Power can be computed with the following iterative process. Let $x_0 = e$, where $e$ is the vector of all 1's. For $k \geq 1$: $$ x_k = x_{k-1}^{\div} A $$ For $k \geq 0$, let $r_k = x_{2k}$ and $c_k = x_{2k+1}$.

If $r_k$ converges, then it does to a vector $r$ such that $\alpha r = r^{\div} A$, with $\alpha > 0$. It follows that $\sqrt{\alpha} r = (\sqrt{\alpha} r)^{\div} A$, hence $\sqrt{\alpha} r$ is a solution of the power equation $x = x^{\div} A$.
Similarly, if $c_k$ converges, it does to a vector $c$ such that $\beta c = c^{\div} A$ and $\sqrt{\beta} c$ is a again solution of the power equation $x = x^{\div} A$.

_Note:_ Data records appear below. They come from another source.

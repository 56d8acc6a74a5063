//! Entity records, edit contexts, and the identifiers that tie them together.
//!
//! # Design
//! - `EntityType` is a closed set; per-type metadata (slug, identity fields,
//!   searchable attributes) lives next to the variants so adding a type is a
//!   single edit.
//! - Records carry untyped attribute maps; typed views are built by the domain layer.

mod listing;

use std::fmt::{self, Display, Formatter};
use std::str::FromStr;
use std::time::Duration;

use chrono::{DateTime, Utc};
use serde::{Deserialize, Serialize};
use serde_json::{Map, Value};
use uuid::Uuid;

pub use listing::{Cursor, Filter, ListArgs, OrderMode, Page, PageInfo, attribute_text};

/// Globally unique entity identifier.
pub type EntityId = Uuid;

/// Attribute map stored with each entity.
pub type Attributes = Map<String, Value>;

/// Closed set of entity types managed through the repository.
#[derive(Debug, Clone, Copy, PartialEq, Eq, Hash, PartialOrd, Ord, Serialize, Deserialize)]
#[serde(rename_all = "kebab-case")]
pub enum EntityType {
    /// Free-form tag attached to other objects.
    Label,
    /// Phase of a named kill chain.
    KillChainPhase,
}

impl EntityType {
    /// Every variant, in declaration order.
    pub const ALL: [Self; 2] = [Self::Label, Self::KillChainPhase];

    /// Stable slug used in standard identifiers, storage rows, and topics.
    #[must_use]
    pub const fn as_str(self) -> &'static str {
        match self {
            Self::Label => "label",
            Self::KillChainPhase => "kill-chain-phase",
        }
    }

    /// Attributes whose normalized values define the entity's identity.
    #[must_use]
    pub const fn identity_fields(self) -> &'static [&'static str] {
        match self {
            Self::Label => &["value"],
            Self::KillChainPhase => &["kill_chain_name", "phase_name"],
        }
    }

    /// Attributes matched by free-text search when listing.
    #[must_use]
    pub const fn indexed_attributes(self) -> &'static [&'static str] {
        match self {
            Self::Label => &["value"],
            Self::KillChainPhase => &["kill_chain_name", "phase_name"],
        }
    }
}

impl Display for EntityType {
    fn fmt(&self, formatter: &mut Formatter<'_>) -> fmt::Result {
        formatter.write_str(self.as_str())
    }
}

impl FromStr for EntityType {
    type Err = UnknownEntityType;

    fn from_str(value: &str) -> Result<Self, Self::Err> {
        Self::ALL
            .into_iter()
            .find(|kind| kind.as_str() == value)
            .ok_or_else(|| UnknownEntityType {
                value: value.to_string(),
            })
    }
}

/// Raised when a stored or supplied slug matches no entity type.
#[derive(Debug, Clone, PartialEq, Eq, thiserror::Error)]
#[error("unknown entity type")]
pub struct UnknownEntityType {
    /// Slug that failed to parse.
    pub value: String,
}

/// Deterministic secondary identifier derived from an entity's normalized identity.
#[derive(Debug, Clone, PartialEq, Eq, Hash, PartialOrd, Ord, Serialize, Deserialize)]
#[serde(transparent)]
pub struct StandardId(String);

impl StandardId {
    /// Wrap an already derived identifier.
    #[must_use]
    pub fn new(value: impl Into<String>) -> Self {
        Self(value.into())
    }

    /// Borrow the identifier as a string slice.
    #[must_use]
    pub fn as_str(&self) -> &str {
        &self.0
    }
}

impl Display for StandardId {
    fn fmt(&self, formatter: &mut Formatter<'_>) -> fmt::Result {
        formatter.write_str(&self.0)
    }
}

/// Opaque identity of the user or system acting on an entity.
#[derive(Debug, Clone, PartialEq, Eq, Hash, Serialize, Deserialize)]
#[serde(transparent)]
pub struct Actor(String);

impl Actor {
    /// Build an actor from an opaque identifier.
    #[must_use]
    pub fn new(id: impl Into<String>) -> Self {
        Self(id.into())
    }

    /// Actor used for housekeeping performed by the platform itself.
    #[must_use]
    pub fn system() -> Self {
        Self::new("system")
    }

    /// Opaque identifier supplied by the caller.
    #[must_use]
    pub fn id(&self) -> &str {
        &self.0
    }
}

impl Display for Actor {
    fn fmt(&self, formatter: &mut Formatter<'_>) -> fmt::Result {
        formatter.write_str(&self.0)
    }
}

/// Durable entity as persisted by an [`crate::EntityStore`].
#[derive(Debug, Clone, PartialEq, Serialize, Deserialize)]
pub struct EntityRecord {
    /// Globally unique identifier.
    pub id: EntityId,
    /// Identifier derived from the normalized identity attributes.
    pub standard_id: StandardId,
    /// Type tag.
    pub entity_type: EntityType,
    /// Type-specific attributes.
    pub attributes: Attributes,
    /// Actor that created the entity.
    pub created_by: Actor,
    /// Actor responsible for the latest mutation.
    pub updated_by: Actor,
    /// Creation timestamp.
    pub created_at: DateTime<Utc>,
    /// Timestamp of the latest mutation.
    pub updated_at: DateTime<Utc>,
}

impl EntityRecord {
    /// Raw attribute value, if present.
    #[must_use]
    pub fn attribute(&self, key: &str) -> Option<&Value> {
        self.attributes.get(key)
    }

    /// Attribute value when it is stored as a string.
    #[must_use]
    pub fn str_attribute(&self, key: &str) -> Option<&str> {
        self.attributes.get(key).and_then(Value::as_str)
    }
}

/// Fully prepared entity handed to [`crate::EntityStore::create_entity`].
#[derive(Debug, Clone, PartialEq)]
pub struct NewEntity {
    /// Type tag.
    pub entity_type: EntityType,
    /// Identifier derived from the normalized identity attributes.
    pub standard_id: StandardId,
    /// Normalized attributes.
    pub attributes: Attributes,
}

/// Partial update applied by [`crate::EntityStore::update_attribute`].
#[derive(Debug, Clone, Default, PartialEq)]
pub struct EntityPatch {
    /// Standard identifier after the update; unchanged identities repeat the current value.
    pub standard_id: Option<StandardId>,
    /// Attributes to insert or replace.
    pub set: Attributes,
    /// Attributes to remove.
    pub unset: Vec<String>,
}

impl EntityPatch {
    /// Whether the patch carries no attribute changes.
    #[must_use]
    pub fn is_empty(&self) -> bool {
        self.set.is_empty() && self.unset.is_empty()
    }

    /// Apply the patch to an attribute map in place.
    pub fn apply_to(&self, attributes: &mut Attributes) {
        for (key, value) in &self.set {
            attributes.insert(key.clone(), value.clone());
        }
        for key in &self.unset {
            attributes.remove(key);
        }
    }
}

/// Result of a create call against a store that deduplicates by standard identifier.
#[derive(Debug, Clone, PartialEq)]
pub enum CreateOutcome {
    /// A new record was inserted.
    Created(EntityRecord),
    /// A record with the same standard identifier already existed; nothing was written.
    Existing(EntityRecord),
}

impl CreateOutcome {
    /// Whether the call inserted a new record.
    #[must_use]
    pub const fn is_created(&self) -> bool {
        matches!(self, Self::Created(_))
    }

    /// Borrow the resulting record.
    #[must_use]
    pub const fn record(&self) -> &EntityRecord {
        match self {
            Self::Created(record) | Self::Existing(record) => record,
        }
    }

    /// Take ownership of the resulting record.
    #[must_use]
    pub fn into_record(self) -> EntityRecord {
        match self {
            Self::Created(record) | Self::Existing(record) => record,
        }
    }
}

/// What to do when a create collides with an existing normalized identity.
#[derive(Debug, Clone, Copy, Default, PartialEq, Eq, Serialize, Deserialize)]
#[serde(rename_all = "snake_case")]
pub enum DuplicatePolicy {
    /// Return the existing entity without mutating or notifying.
    #[default]
    ReturnExisting,
    /// Fail the create with a conflict error.
    Reject,
}

impl DuplicatePolicy {
    /// Render the policy as its configuration string.
    #[must_use]
    pub const fn as_str(self) -> &'static str {
        match self {
            Self::ReturnExisting => "return_existing",
            Self::Reject => "reject",
        }
    }
}

impl FromStr for DuplicatePolicy {
    type Err = String;

    fn from_str(value: &str) -> Result<Self, Self::Err> {
        match value {
            "return_existing" => Ok(Self::ReturnExisting),
            "reject" => Ok(Self::Reject),
            other => Err(other.to_string()),
        }
    }
}

/// Partial input an actor is staging while editing an entity.
#[derive(Debug, Clone, Default, PartialEq, Serialize, Deserialize)]
pub struct EditInput {
    /// Field currently focused in the editor, if any.
    pub focus_on: Option<String>,
    /// Uncommitted attribute values.
    #[serde(default)]
    pub staged: Attributes,
}

impl EditInput {
    /// Input focusing a single field with nothing staged.
    #[must_use]
    pub fn focus(field: impl Into<String>) -> Self {
        Self {
            focus_on: Some(field.into()),
            staged: Attributes::new(),
        }
    }
}

/// Ephemeral "actor is editing entity" annotation.
#[derive(Debug, Clone, PartialEq, Serialize, Deserialize)]
pub struct EditContext {
    /// Entity being edited.
    pub entity_id: EntityId,
    /// Actor holding the context.
    pub actor: Actor,
    /// Staged editor input.
    pub input: EditInput,
    /// Time of the latest set call.
    pub updated_at: DateTime<Utc>,
    /// Deadline after which the context reads as absent.
    pub expires_at: DateTime<Utc>,
}

impl EditContext {
    /// Build a context that expires `ttl` after `now`.
    #[must_use]
    pub fn new(
        entity_id: EntityId,
        actor: Actor,
        input: EditInput,
        now: DateTime<Utc>,
        ttl: Duration,
    ) -> Self {
        let ttl = chrono::Duration::from_std(ttl).unwrap_or(chrono::Duration::MAX);
        let expires_at = now.checked_add_signed(ttl).unwrap_or(DateTime::<Utc>::MAX_UTC);
        Self {
            entity_id,
            actor,
            input,
            updated_at: now,
            expires_at,
        }
    }

    /// Whether the context has lapsed at the given instant.
    #[must_use]
    pub fn is_expired_at(&self, now: DateTime<Utc>) -> bool {
        now >= self.expires_at
    }
}

/// Entity state as published to subscribers, annotated with who is editing it.
#[derive(Debug, Clone, PartialEq, Serialize, Deserialize)]
pub struct EntitySnapshot {
    /// Durable entity state.
    pub entity: EntityRecord,
    /// Active edit context, when one is held.
    pub edit_context: Option<EditContext>,
}

impl EntitySnapshot {
    /// Snapshot without an edit annotation.
    #[must_use]
    pub const fn bare(entity: EntityRecord) -> Self {
        Self {
            entity,
            edit_context: None,
        }
    }
}

#[cfg(test)]
mod tests {
    use super::*;
    use serde_json::json;

    #[test]
    fn entity_type_slugs_round_trip() {
        for kind in EntityType::ALL {
            assert_eq!(kind.as_str().parse::<EntityType>(), Ok(kind));
        }
        assert!("campaign".parse::<EntityType>().is_err());
        assert_eq!(
            serde_json::to_value(EntityType::KillChainPhase).ok(),
            Some(json!("kill-chain-phase"))
        );
    }

    #[test]
    fn patch_sets_then_unsets() {
        let mut attributes = Attributes::new();
        attributes.insert("value".into(), json!("old"));
        attributes.insert("color".into(), json!("#000000"));

        let mut set = Attributes::new();
        set.insert("value".into(), json!("new"));
        let patch = EntityPatch {
            standard_id: None,
            set,
            unset: vec!["color".into()],
        };
        patch.apply_to(&mut attributes);

        assert_eq!(attributes.get("value"), Some(&json!("new")));
        assert!(!attributes.contains_key("color"));
        assert!(!patch.is_empty());
    }

    #[test]
    fn edit_context_expiry_is_inclusive() {
        let now = Utc::now();
        let context = EditContext::new(
            Uuid::nil(),
            Actor::new("alice"),
            EditInput::focus("color"),
            now,
            Duration::from_secs(10),
        );
        assert!(!context.is_expired_at(now));
        assert!(context.is_expired_at(now + chrono::Duration::seconds(10)));
    }

    #[test]
    fn duplicate_policy_parses_configuration_strings() {
        assert_eq!(
            "return_existing".parse::<DuplicatePolicy>(),
            Ok(DuplicatePolicy::ReturnExisting)
        );
        assert_eq!("reject".parse::<DuplicatePolicy>(), Ok(DuplicatePolicy::Reject));
        assert_eq!("merge".parse::<DuplicatePolicy>(), Err("merge".to_string()));
        assert_eq!(DuplicatePolicy::default().as_str(), "return_existing");
    }
}
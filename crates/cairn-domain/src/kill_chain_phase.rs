//! Kill chain phases: one step of a named kill chain, ordered by `x_order`.

use cairn_core::{
    Actor, Attributes, EditInput, EntityId, EntityRecord, EntityType, ListArgs, Page, StandardId,
};
use chrono::{DateTime, Utc};
use serde::{Deserialize, Serialize};
use serde_json::Value;

use crate::coordinator::EditContextCoordinator;
use crate::error::{DomainError, DomainResult};
use crate::pipeline::ValidationFailure;
use crate::repository::EntityRepository;
use crate::typed::{Annotated, EntityView, TypedEntities, required_text};

/// Typed kill chain phase.
#[derive(Debug, Clone, PartialEq, Eq, Serialize, Deserialize)]
pub struct KillChainPhase {
    /// Entity identifier.
    pub id: EntityId,
    /// Identifier derived from the chain and phase names.
    pub standard_id: StandardId,
    /// Name of the kill chain, e.g. `mitre-attack`.
    pub kill_chain_name: String,
    /// Phase within the chain.
    pub phase_name: String,
    /// Position of the phase within its chain.
    pub x_order: i64,
    /// Actor that created the phase.
    pub created_by: Actor,
    /// Actor responsible for the latest change.
    pub updated_by: Actor,
    /// Creation timestamp.
    pub created_at: DateTime<Utc>,
    /// Timestamp of the latest change.
    pub updated_at: DateTime<Utc>,
}

impl EntityView for KillChainPhase {
    const ENTITY_TYPE: EntityType = EntityType::KillChainPhase;

    fn from_record(record: &EntityRecord) -> DomainResult<Self> {
        let x_order = record
            .attribute("x_order")
            .and_then(Value::as_i64)
            .ok_or_else(|| {
                DomainError::validation(
                    record.entity_type,
                    ValidationFailure::new("x_order", "missing_attribute"),
                )
            })?;
        Ok(Self {
            id: record.id,
            standard_id: record.standard_id.clone(),
            kill_chain_name: required_text(record, "kill_chain_name")?,
            phase_name: required_text(record, "phase_name")?,
            x_order,
            created_by: record.created_by.clone(),
            updated_by: record.updated_by.clone(),
            created_at: record.created_at,
            updated_at: record.updated_at,
        })
    }
}

/// Input for [`KillChainPhaseService::add_kill_chain_phase`].
#[derive(Debug, Clone, Default, PartialEq, Eq, Serialize, Deserialize)]
pub struct AddKillChainPhase {
    /// Kill chain name.
    pub kill_chain_name: String,
    /// Phase name.
    pub phase_name: String,
    /// Position within the chain; zero when absent.
    #[serde(default)]
    pub x_order: Option<i64>,
}

impl AddKillChainPhase {
    fn into_attributes(self) -> Attributes {
        let mut attributes = Attributes::new();
        attributes.insert("kill_chain_name".into(), Value::String(self.kill_chain_name));
        attributes.insert("phase_name".into(), Value::String(self.phase_name));
        if let Some(order) = self.x_order {
            attributes.insert("x_order".into(), Value::from(order));
        }
        attributes
    }
}

/// Kill chain phase operations.
#[derive(Clone)]
pub struct KillChainPhaseService {
    entities: TypedEntities<KillChainPhase>,
}

impl KillChainPhaseService {
    /// Build the service over shared repository and coordinator handles.
    #[must_use]
    pub const fn new(repository: EntityRepository, coordinator: EditContextCoordinator) -> Self {
        Self {
            entities: TypedEntities::new(repository, coordinator),
        }
    }

    /// Phase by identifier.
    ///
    /// # Errors
    ///
    /// Returns [`DomainError::NotFound`] when no phase has `id`.
    pub async fn find_by_id(&self, id: EntityId) -> DomainResult<KillChainPhase> {
        self.entities.find_by_id(id).await
    }

    /// One page of phases; search matches chain and phase names.
    ///
    /// # Errors
    ///
    /// Returns [`DomainError::Store`] for bad cursors or backend failures.
    pub async fn find_all(&self, args: &ListArgs) -> DomainResult<Page<KillChainPhase>> {
        self.entities.find_all(args).await
    }

    /// Create a phase, or return the one with the same chain and phase names.
    ///
    /// # Errors
    ///
    /// Returns [`DomainError::Validation`] for blank names.
    pub async fn add_kill_chain_phase(
        &self,
        actor: &Actor,
        input: AddKillChainPhase,
    ) -> DomainResult<KillChainPhase> {
        self.entities.create(actor, input.into_attributes()).await
    }

    /// Set one attribute; `Value::Null` removes it.
    ///
    /// # Errors
    ///
    /// Returns [`DomainError::NotFound`] when no phase has `id`.
    pub async fn kill_chain_phase_edit_field(
        &self,
        actor: &Actor,
        id: EntityId,
        key: &str,
        value: Value,
    ) -> DomainResult<KillChainPhase> {
        self.entities.edit_field(actor, id, key, value).await
    }

    /// Delete a phase and its edit context; returns the removed identifier.
    ///
    /// # Errors
    ///
    /// Returns [`DomainError::NotFound`] when no phase has `id`.
    pub async fn kill_chain_phase_delete(
        &self,
        actor: &Actor,
        id: EntityId,
    ) -> DomainResult<EntityId> {
        self.entities.delete(actor, id).await
    }

    /// Mark the phase as being edited by `actor`.
    ///
    /// # Errors
    ///
    /// Returns [`DomainError::NotFound`] when no phase has `id`.
    pub async fn kill_chain_phase_edit_context(
        &self,
        actor: &Actor,
        id: EntityId,
        input: EditInput,
    ) -> DomainResult<Annotated<KillChainPhase>> {
        self.entities.edit_context(actor, id, input).await
    }

    /// Clear the edit context of the phase.
    ///
    /// # Errors
    ///
    /// Returns [`DomainError::NotFound`] when no phase has `id`.
    pub async fn kill_chain_phase_clean_context(
        &self,
        actor: &Actor,
        id: EntityId,
    ) -> DomainResult<KillChainPhase> {
        self.entities.clean_context(actor, id).await
    }
}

It holds that solutions $r$ and $c$ are proportional: $r = \gamma c$, for some $\gamma > 0$. For instance:

the 1st iteration $x_1 = e A$, which is, for a given node $i$, the degree of $i$;
the 2nd iteration $x_2 = (e A)^{\div} A$, which is, for a given node $i$, the sum of reciprocals of degrees of neighbors of $i$;

In general, power of node $i$ is positively influenced by the degrees of nodes that are reachable from $i$ with an even number of edges and it is negatively influenced by the degrees of nodes that are reachable from $i$ an odd number of edges. Nodes that are reachable from $i$ both with a path of even length as well as with a path of odd length play a dual role with respect to $i$. Notice, however, that such an influence devalues with the length of the path: it is stronger when the path is shorter.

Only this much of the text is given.